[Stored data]
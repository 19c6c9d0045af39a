//! Unified service container for glossa
//!
//! Wires the home directory, the merged settings for this invocation
//! and the registry together for the command layer.

use crate::core::config::{self, Settings};
use crate::core::error::Result;
use crate::core::home::GlossaHome;
use crate::core::repository::Repository;
use crate::core::search::lookup::LookupService;
use crate::core::storage::glossary::GlossaryStore;

/// Per-invocation services
#[derive(Debug, Clone)]
pub struct Services {
    /// Resolved glossa home
    pub home: GlossaHome,

    /// Settings merged as CLI flags > project config > global config
    pub settings: Settings,

    /// Registry of glossary projects
    pub repository: Repository,
}

impl Services {
    /// Create services for one invocation
    pub fn new(home: GlossaHome, overrides: &Settings) -> Result<Self> {
        home.ensure_dirs_exist()?;
        let settings = config::load_merged(&home, overrides)?;
        let repository = Repository::new(home.clone());
        Ok(Self {
            home,
            settings,
            repository,
        })
    }

    /// Term store for the active glossary (requires a complete
    /// glossary identity in the merged settings)
    pub fn glossary_store(&self) -> Result<GlossaryStore> {
        Ok(GlossaryStore::new(&self.home, self.settings.require_handle()?))
    }

    /// Lookup service over the registered glossaries
    pub fn lookup_service(&self) -> LookupService<'_> {
        LookupService::new(&self.repository)
    }
}

#[cfg(test)]
mod tests {
    use super::*;
    use serial_test::serial;
    use tempfile::TempDir;

    #[test]
    #[serial]
    fn test_services_creation() {
        let temp = TempDir::new().unwrap();
        let home = GlossaHome::at(temp.path().join("home"));

        let services = Services::new(home.clone(), &Settings::default()).unwrap();

        assert!(home.projects_dir().is_dir());
        assert!(services.repository.list().unwrap().is_empty());
    }

    #[test]
    #[serial]
    fn test_cli_overrides_reach_settings() {
        let temp = TempDir::new().unwrap();
        let home = GlossaHome::at(temp.path().join("home"));

        let overrides = Settings {
            glossary: Some("rails".to_string()),
            source_language: Some("en".to_string()),
            target_language: Some("ja".to_string()),
        };
        let services = Services::new(home, &overrides).unwrap();

        let store = services.glossary_store().unwrap();
        assert_eq!(store.handle().name, "rails");
    }
}
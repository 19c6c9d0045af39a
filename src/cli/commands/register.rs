//! Register/unregister commands - registry membership of the current
//! project's glossary

use crate::cli::output;
use crate::core::error::{GlossaError, Result};
use crate::core::project;
use crate::core::services::Services;
use std::env;

/// Execute the register command
pub fn execute_register(services: &Services) -> Result<()> {
    // Registration is for projects; require the marker directory
    let cwd = env::current_dir()?;
    project::find_project_dir(&cwd).map_err(|e| {
        GlossaError::CommandFailed(format!("{}\nTry 'glossa new' first.", e.message()))
    })?;

    let name = services.settings.require_glossary()?;
    match services.repository.register(&name) {
        Ok(()) => {
            output::print_success(&format!("{name} is now registered to glossa."));
            Ok(())
        }
        Err(GlossaError::GlossaryAlreadyRegistered(_)) => {
            println!("{name} is already registered.");
            Ok(())
        }
        Err(e) => Err(e),
    }
}

/// Execute the unregister command
pub fn execute_unregister(services: &Services) -> Result<()> {
    let name = services.settings.require_glossary()?;
    match services.repository.unregister(&name) {
        Ok(()) => {
            output::print_success(&format!("{name} is now unregistered."));
            Ok(())
        }
        Err(GlossaError::GlossaryNotFound(_)) => {
            println!("{name} is not yet registered.");
            Ok(())
        }
        Err(e) => Err(e),
    }
}
//! Update command - rewrite one term of the active glossary

use crate::core::error::{GlossaError, Result};
use crate::core::services::Services;
use clap::Args;

/// Arguments for the update command
#[derive(Args, Debug)]
pub struct UpdateArgs {
    /// Term in the source language
    pub source_term: String,

    /// Current translation (disambiguates the pair)
    pub target_term: String,

    /// Replacement translation (empty keeps the current one)
    pub new_target_term: String,

    /// Optional note
    pub note: Option<String>,
}

/// Execute the update command
pub fn execute(args: UpdateArgs, services: &Services) -> Result<()> {
    let store = services.glossary_store()?;
    store
        .update(
            &args.source_term,
            &args.target_term,
            &args.new_target_term,
            args.note.as_deref().unwrap_or(""),
        )
        .map_err(with_setup_hint)
}

/// A missing glossary on a mutation usually means the project was
/// never created or registered
pub(super) fn with_setup_hint(err: GlossaError) -> GlossaError {
    if err.is_not_found() {
        GlossaError::CommandFailed(format!(
            "{}\nTry 'glossa new' or 'glossa register' first.",
            err.message()
        ))
    } else {
        err
    }
}
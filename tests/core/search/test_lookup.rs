// Integration tests for the term index and lookup service

use crate::common::{create_test_services, seed_glossary, TestHome};

#[test]
fn test_lookup_ranks_by_glossary_name_first() {
    let fixture = TestHome::new();
    let services = create_test_services(&fixture.home, "a");
    seed_glossary(&services, "b", &[("catalog", "カタログ", "")]);
    seed_glossary(&services, "a", &[("cat", "猫", "")]);

    let response = services.lookup_service().lookup("cat", Some("a")).unwrap();

    assert_eq!(response.hits.len(), 2);
    assert_eq!(response.hits[0].entry.name, "a");
    assert_eq!(response.hits[0].entry.source_term, "<em>cat</em>");
    assert_eq!(response.hits[1].entry.name, "b");
    assert_eq!(response.hits[1].entry.source_term, "<em>cat</em>alog");
}

#[test]
fn test_lookup_flags_current_glossary() {
    let fixture = TestHome::new();
    let services = create_test_services(&fixture.home, "mine");
    seed_glossary(&services, "mine", &[("cat", "猫", "")]);
    seed_glossary(&services, "theirs", &[("cat", "ネコ", "")]);

    let response = services
        .lookup_service()
        .lookup("cat", Some("mine"))
        .unwrap();

    assert_eq!(response.glossary_count, 2);
    let mine = response
        .hits
        .iter()
        .find(|h| h.entry.name == "mine")
        .unwrap();
    let theirs = response
        .hits
        .iter()
        .find(|h| h.entry.name == "theirs")
        .unwrap();
    assert!(mine.in_current_glossary);
    assert!(!theirs.in_current_glossary);
}

#[test]
fn test_lookup_not_found_is_success() {
    let fixture = TestHome::new();
    let services = create_test_services(&fixture.home, "a");
    seed_glossary(&services, "a", &[("cat", "猫", "")]);

    let response = services.lookup_service().lookup("zebra", Some("a")).unwrap();
    assert!(response.hits.is_empty());
}

#[test]
fn test_lookup_with_no_registered_glossaries() {
    let fixture = TestHome::new();
    let services = create_test_services(&fixture.home, "a");

    let response = services.lookup_service().lookup("cat", None).unwrap();
    assert_eq!(response.glossary_count, 0);
    assert!(response.hits.is_empty());
}

#[test]
fn test_index_follows_store_mutations() {
    let fixture = TestHome::new();
    let services = create_test_services(&fixture.home, "a");
    services.repository.register("a").unwrap();

    let store = services.glossary_store().unwrap();
    store.add("cat", "猫", "").unwrap();
    store.add("cat", "ネコ", "").unwrap();

    let lookup = services.lookup_service();
    assert_eq!(lookup.lookup("cat", Some("a")).unwrap().hits.len(), 2);

    // Deleted terms leave no stale index entries after repopulation
    store.delete("cat", "猫").unwrap();
    let response = lookup.lookup("cat", Some("a")).unwrap();
    assert_eq!(response.hits.len(), 1);
    assert_eq!(response.hits[0].entry.target_term, "ネコ");
}

#[test]
fn test_lookup_exactly_one_entry_per_surviving_term() {
    let fixture = TestHome::new();
    let services = create_test_services(&fixture.home, "a");
    seed_glossary(&services, "a", &[("cat", "猫", ""), ("cat", "猫", "")]);

    // Duplicate pairs in the file stay duplicates in the index, and
    // repeated lookups never accumulate extra copies
    let lookup = services.lookup_service();
    assert_eq!(lookup.lookup("cat", Some("a")).unwrap().hits.len(), 2);
    assert_eq!(lookup.lookup("cat", Some("a")).unwrap().hits.len(), 2);
}

#[test]
fn test_unregistered_glossary_disappears_from_lookup() {
    let fixture = TestHome::new();
    let services = create_test_services(&fixture.home, "a");
    seed_glossary(&services, "a", &[("cat", "猫", "")]);
    seed_glossary(&services, "b", &[("cat", "ネコ", "")]);

    let lookup = services.lookup_service();
    assert_eq!(lookup.lookup("cat", Some("a")).unwrap().hits.len(), 2);

    services.repository.unregister("b").unwrap();
    let response = lookup.lookup("cat", Some("a")).unwrap();
    assert_eq!(response.hits.len(), 1);
    assert_eq!(response.hits[0].entry.name, "a");
    assert_eq!(response.glossary_count, 1);
}

#[test]
fn test_lookup_display_width_from_longest_match() {
    let fixture = TestHome::new();
    let services = create_test_services(&fixture.home, "a");
    seed_glossary(
        &services,
        "a",
        &[("cat", "猫", ""), ("concatenate", "連結する", "")],
    );

    let response = services.lookup_service().lookup("cat", Some("a")).unwrap();
    assert_eq!(response.max_source_width, "concatenate".chars().count());
}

### WORK REQUIRED
Write out a verbatim copy of the data, beginning with its first line and ending with the line that contains "use crate::core::home::GlossaHome;".

### YOUR RESPONSE
repository 19c6c9d0045af39a
//! Unified service container for glossa
//!
//! Wires the home directory, the merged settings for this invocation
//! and the registry together for the command layer.

use crate::core::config::{self, Settings};
use crate::core::error::Result;
use crate::core::home::GlossaHome;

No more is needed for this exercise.